Stored data entries
-------------------------

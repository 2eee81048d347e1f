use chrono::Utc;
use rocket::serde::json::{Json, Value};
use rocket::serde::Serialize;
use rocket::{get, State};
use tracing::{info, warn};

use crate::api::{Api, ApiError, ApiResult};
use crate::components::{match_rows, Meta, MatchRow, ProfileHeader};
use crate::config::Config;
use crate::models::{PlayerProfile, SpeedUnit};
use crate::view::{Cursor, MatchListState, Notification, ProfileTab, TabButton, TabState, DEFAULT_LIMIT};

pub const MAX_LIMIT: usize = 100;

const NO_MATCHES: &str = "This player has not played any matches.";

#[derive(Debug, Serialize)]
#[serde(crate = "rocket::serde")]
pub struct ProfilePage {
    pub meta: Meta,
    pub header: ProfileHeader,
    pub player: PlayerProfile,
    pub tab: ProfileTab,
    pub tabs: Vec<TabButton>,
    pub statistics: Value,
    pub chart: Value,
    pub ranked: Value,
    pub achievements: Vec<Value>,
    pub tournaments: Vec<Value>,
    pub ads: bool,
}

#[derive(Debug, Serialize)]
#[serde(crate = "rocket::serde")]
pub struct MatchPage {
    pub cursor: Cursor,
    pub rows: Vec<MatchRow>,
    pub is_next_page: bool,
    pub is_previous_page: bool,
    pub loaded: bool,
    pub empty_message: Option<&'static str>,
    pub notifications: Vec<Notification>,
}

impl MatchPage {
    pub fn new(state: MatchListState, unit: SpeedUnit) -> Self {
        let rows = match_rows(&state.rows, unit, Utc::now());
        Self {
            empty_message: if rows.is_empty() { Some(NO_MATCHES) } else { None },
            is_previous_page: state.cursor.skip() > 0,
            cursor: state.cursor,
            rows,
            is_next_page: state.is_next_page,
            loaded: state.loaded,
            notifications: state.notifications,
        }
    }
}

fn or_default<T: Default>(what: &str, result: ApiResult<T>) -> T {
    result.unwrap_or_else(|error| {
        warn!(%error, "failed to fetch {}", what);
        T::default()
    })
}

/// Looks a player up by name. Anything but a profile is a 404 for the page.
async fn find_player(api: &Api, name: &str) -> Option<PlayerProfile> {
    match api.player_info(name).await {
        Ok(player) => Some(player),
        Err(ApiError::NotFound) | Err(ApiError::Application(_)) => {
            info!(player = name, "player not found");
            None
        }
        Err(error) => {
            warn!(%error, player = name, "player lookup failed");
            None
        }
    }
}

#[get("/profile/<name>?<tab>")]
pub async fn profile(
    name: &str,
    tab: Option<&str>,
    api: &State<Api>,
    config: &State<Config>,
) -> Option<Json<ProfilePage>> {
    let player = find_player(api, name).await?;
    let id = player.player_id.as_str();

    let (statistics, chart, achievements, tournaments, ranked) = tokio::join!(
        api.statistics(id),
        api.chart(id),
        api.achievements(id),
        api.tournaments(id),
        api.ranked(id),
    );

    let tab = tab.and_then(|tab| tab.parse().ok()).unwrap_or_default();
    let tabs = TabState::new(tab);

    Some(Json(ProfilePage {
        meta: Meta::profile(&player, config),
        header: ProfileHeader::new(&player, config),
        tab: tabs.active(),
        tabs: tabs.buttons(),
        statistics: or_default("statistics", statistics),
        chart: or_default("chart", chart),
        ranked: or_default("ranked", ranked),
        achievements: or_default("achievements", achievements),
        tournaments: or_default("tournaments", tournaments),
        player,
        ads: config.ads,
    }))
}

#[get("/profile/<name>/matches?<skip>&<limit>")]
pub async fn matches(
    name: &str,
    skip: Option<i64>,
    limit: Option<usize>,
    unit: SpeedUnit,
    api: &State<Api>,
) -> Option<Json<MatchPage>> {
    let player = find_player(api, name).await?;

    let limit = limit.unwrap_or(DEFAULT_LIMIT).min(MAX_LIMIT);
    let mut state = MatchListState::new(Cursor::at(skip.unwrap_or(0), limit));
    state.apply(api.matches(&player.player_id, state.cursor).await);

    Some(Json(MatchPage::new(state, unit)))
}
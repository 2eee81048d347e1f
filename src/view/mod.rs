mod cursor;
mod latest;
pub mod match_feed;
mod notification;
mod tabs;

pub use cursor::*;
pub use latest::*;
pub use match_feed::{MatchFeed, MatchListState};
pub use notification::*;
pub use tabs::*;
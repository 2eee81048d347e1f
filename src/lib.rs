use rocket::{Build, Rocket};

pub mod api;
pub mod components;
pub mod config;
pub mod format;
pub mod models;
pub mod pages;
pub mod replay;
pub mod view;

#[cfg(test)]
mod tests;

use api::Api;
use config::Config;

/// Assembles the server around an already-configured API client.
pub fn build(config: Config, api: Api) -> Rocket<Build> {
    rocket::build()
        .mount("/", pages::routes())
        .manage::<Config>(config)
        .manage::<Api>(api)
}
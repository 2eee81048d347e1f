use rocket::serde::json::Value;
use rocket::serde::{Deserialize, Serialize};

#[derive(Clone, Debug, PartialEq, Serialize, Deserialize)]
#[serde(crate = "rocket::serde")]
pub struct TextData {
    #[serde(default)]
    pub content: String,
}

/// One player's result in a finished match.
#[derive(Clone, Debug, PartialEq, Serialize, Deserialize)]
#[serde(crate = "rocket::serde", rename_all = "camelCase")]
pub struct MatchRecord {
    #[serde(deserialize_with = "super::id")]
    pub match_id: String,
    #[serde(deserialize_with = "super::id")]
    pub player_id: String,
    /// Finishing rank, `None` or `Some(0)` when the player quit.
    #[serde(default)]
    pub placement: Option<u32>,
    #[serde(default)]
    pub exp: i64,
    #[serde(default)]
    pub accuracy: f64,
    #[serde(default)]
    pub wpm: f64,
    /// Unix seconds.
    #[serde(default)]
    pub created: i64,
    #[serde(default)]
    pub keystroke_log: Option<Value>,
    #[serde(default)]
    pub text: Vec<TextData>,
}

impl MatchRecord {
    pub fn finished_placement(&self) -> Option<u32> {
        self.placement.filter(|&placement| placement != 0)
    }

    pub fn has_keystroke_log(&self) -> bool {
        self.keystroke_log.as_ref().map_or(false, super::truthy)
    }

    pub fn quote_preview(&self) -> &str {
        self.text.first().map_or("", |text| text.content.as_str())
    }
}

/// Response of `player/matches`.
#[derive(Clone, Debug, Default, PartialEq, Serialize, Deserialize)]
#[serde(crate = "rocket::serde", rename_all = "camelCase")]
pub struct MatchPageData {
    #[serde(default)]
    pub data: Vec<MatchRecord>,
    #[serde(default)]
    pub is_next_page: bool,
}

-------------------------

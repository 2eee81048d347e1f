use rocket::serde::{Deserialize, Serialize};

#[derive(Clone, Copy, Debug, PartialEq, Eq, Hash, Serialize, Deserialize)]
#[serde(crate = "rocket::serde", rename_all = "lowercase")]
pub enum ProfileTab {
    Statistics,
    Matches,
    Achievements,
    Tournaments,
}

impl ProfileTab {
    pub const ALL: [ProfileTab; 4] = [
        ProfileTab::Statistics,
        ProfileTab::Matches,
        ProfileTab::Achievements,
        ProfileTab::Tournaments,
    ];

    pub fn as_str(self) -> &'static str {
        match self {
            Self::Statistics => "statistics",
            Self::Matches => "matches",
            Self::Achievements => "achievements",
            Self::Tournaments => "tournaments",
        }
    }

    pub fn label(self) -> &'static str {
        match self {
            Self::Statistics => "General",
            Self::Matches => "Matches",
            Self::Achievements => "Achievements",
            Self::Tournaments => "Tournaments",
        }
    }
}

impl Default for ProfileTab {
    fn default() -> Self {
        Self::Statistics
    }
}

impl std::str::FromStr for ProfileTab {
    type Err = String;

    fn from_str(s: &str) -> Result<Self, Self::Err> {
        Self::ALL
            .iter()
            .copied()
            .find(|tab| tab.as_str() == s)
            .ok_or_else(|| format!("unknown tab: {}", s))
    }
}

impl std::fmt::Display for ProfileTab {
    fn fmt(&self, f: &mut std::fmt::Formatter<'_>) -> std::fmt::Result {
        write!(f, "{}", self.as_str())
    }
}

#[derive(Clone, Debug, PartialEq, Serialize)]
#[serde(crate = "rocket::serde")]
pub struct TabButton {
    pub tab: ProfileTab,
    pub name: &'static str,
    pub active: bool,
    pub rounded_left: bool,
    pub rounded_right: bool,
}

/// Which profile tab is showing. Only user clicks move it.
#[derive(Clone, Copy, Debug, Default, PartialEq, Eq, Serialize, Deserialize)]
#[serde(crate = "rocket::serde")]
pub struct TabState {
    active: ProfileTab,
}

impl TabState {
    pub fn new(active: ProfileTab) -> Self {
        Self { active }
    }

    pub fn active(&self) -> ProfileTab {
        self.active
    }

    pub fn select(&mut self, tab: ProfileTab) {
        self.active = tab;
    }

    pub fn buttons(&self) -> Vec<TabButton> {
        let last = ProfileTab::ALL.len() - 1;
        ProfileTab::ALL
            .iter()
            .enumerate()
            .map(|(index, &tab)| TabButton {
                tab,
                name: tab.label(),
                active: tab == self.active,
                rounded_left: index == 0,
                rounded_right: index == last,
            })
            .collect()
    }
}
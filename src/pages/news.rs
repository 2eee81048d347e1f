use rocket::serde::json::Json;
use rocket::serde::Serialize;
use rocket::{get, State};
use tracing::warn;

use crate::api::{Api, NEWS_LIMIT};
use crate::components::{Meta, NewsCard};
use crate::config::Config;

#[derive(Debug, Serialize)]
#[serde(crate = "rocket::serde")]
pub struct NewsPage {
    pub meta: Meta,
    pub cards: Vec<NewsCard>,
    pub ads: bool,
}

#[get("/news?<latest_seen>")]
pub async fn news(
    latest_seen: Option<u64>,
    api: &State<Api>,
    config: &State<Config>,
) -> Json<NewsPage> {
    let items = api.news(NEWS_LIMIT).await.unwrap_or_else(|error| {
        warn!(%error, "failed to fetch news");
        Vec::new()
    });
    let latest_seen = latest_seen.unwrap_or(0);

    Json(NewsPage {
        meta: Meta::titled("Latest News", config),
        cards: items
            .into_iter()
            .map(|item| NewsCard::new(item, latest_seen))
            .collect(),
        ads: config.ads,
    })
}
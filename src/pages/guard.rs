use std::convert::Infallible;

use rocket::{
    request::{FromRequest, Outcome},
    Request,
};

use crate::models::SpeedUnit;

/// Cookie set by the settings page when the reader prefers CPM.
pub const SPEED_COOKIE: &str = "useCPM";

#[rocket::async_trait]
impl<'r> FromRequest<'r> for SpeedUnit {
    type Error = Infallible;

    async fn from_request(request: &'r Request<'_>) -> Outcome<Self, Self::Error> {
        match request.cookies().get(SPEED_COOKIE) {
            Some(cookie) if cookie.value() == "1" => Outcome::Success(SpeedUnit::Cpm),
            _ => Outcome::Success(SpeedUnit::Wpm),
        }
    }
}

-------------------------

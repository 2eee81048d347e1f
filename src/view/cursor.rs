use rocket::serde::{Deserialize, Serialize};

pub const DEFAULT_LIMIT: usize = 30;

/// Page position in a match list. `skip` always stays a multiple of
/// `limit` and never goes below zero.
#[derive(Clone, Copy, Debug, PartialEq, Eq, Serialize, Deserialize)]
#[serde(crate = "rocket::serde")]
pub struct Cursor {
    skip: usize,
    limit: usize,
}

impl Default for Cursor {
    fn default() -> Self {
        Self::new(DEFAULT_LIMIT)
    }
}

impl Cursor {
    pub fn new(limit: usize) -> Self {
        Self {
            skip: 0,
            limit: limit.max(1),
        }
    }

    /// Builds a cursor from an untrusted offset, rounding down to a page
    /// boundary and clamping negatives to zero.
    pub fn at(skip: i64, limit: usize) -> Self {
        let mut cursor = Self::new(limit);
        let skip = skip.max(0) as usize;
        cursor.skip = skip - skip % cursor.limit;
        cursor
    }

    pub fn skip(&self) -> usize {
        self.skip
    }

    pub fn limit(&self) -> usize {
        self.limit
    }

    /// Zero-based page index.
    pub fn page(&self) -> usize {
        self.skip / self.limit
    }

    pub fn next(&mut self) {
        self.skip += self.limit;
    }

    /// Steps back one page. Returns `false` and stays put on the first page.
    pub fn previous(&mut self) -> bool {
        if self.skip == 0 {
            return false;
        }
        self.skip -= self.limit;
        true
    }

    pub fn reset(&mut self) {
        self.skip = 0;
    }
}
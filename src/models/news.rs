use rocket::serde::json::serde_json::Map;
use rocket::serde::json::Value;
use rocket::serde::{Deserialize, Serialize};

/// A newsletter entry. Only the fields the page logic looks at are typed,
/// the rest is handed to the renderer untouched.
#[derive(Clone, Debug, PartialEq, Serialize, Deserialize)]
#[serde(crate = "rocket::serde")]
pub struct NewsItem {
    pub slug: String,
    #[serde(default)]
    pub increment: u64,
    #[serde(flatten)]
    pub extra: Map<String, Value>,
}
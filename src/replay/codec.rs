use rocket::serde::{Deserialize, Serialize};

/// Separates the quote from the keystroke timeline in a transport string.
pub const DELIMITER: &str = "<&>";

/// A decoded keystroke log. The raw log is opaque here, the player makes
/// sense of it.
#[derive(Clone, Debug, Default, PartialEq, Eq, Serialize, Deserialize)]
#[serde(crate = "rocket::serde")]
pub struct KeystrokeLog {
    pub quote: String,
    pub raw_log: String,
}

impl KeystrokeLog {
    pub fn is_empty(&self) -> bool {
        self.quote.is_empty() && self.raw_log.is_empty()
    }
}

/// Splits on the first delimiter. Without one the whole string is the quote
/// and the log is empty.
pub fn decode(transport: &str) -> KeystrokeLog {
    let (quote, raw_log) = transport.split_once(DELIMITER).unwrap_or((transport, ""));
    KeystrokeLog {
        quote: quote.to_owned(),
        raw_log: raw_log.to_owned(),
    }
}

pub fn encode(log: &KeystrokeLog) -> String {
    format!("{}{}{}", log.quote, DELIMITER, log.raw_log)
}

-------------------------

#### [PROBLEM TO SOLVE]
Search each line of the data above for "Only", and copy the lines where it occurs.

#### [TASK SOLUTION]
/// Which profile tab is showing. Only user clicks move it.
/// A newsletter entry. Only the fields the page logic looks at are typed,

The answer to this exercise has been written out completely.